Post by WildSnow.com blogger | September 30, 2009      

Well. Not quite. But I did get “fed” up recently with the idea of ingesting plastic and associated chemicals. So we’ve been acquiring a variety of bottles that are either stainless steel, or aluminum lined with high grade plastic guaranteed not to taint. We use these more for indoors hydration, driving, and summer hiking than we do for winter backcountry skiing as they just don’t feel that great on your lips when it’s 10 degrees F (though they do work in frigid weather if you fill with hot stuff and use a bottle jacket).

Stainless drinking bottles.

Stainless food storage box and drinking bottles from New Wave Enviro.

Today’s recommend: New Wave Enviro Products stainless bottles and food boxes are made from food grade #304 alloy. Both the 1 liter bottle and 40 oz. jug have stainless stoppers so your delicate water contacts no heinous plastic — zilch, nada, nein BPA. Or, you can get the 1 liter version with a sip top that’s plastic (probably BPA free, but who knows for sure without a gas chromatograph in their kitchen?) The sip top is a good thought, but without squishy plastic for a pressure squeeze it’s not an easy gulp like the traditional bike bottle (even though the top does have a small valve to relieve back pressure.) These bottles are all fairly beefy, so they’ll hold up to a modicum of abuse rather than turning into a crumpled mess like thinner bottles. Interestingly, the 1 liter stainless only weighs seven tenths of an ounce more than a Lexan Nalgene.

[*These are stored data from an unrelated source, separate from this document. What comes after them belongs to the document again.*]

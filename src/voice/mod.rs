//! Voice processing module
//!
//! Speech capture (recognizer events folded into a running answer) and speech
//! playback (interviewer lines as awaitable utterances). Microphone and speaker
//! access require the `audio` feature; console implementations are always
//! available.

mod capture;
#[cfg(feature = "audio")]
mod playback;
mod recognition;
mod speech;
mod stt;
mod transcript;
mod tts;
mod utterance;

#[cfg(feature = "audio")]
pub use capture::AudioCapture;
pub use capture::{SAMPLE_RATE, samples_to_wav};
#[cfg(feature = "audio")]
pub use playback::AudioPlayback;
#[cfg(feature = "audio")]
pub use recognition::MicrophoneRecognizer;
pub use recognition::{CaptureState, ConsoleFeed, ConsoleRecognizer, Recognizer, SpeechCapture};
#[cfg(feature = "audio")]
pub use speech::VoiceSink;
pub use speech::{CancelFlag, ConsoleSink, SpeechPlayback, SpeechSink};
pub use stt::{SpeechToText, SttProvider};
pub use transcript::{RecognitionEvent, TranscriptBuffer, TranscriptSegment};
pub use tts::{TextToSpeech, TtsProvider};
pub use utterance::{DetectorState, UtteranceDetector};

I also like the Enviro Products stainless steel food boxes. These don’t seal like Tupperware, but they close fairly tightly and work great for picnic food or items you don’t want crushed. We loaded ours up with Newman’s Ginger cookies for our last outdoor repast. What a huge relief not to worry all day about my cookies getting crushed! I mean, life is hard enough anyway without crushed cookies! Where to buy? Around here, they’ve got them at Vitamin Cottage. The New Wave Enviro website has a store locator.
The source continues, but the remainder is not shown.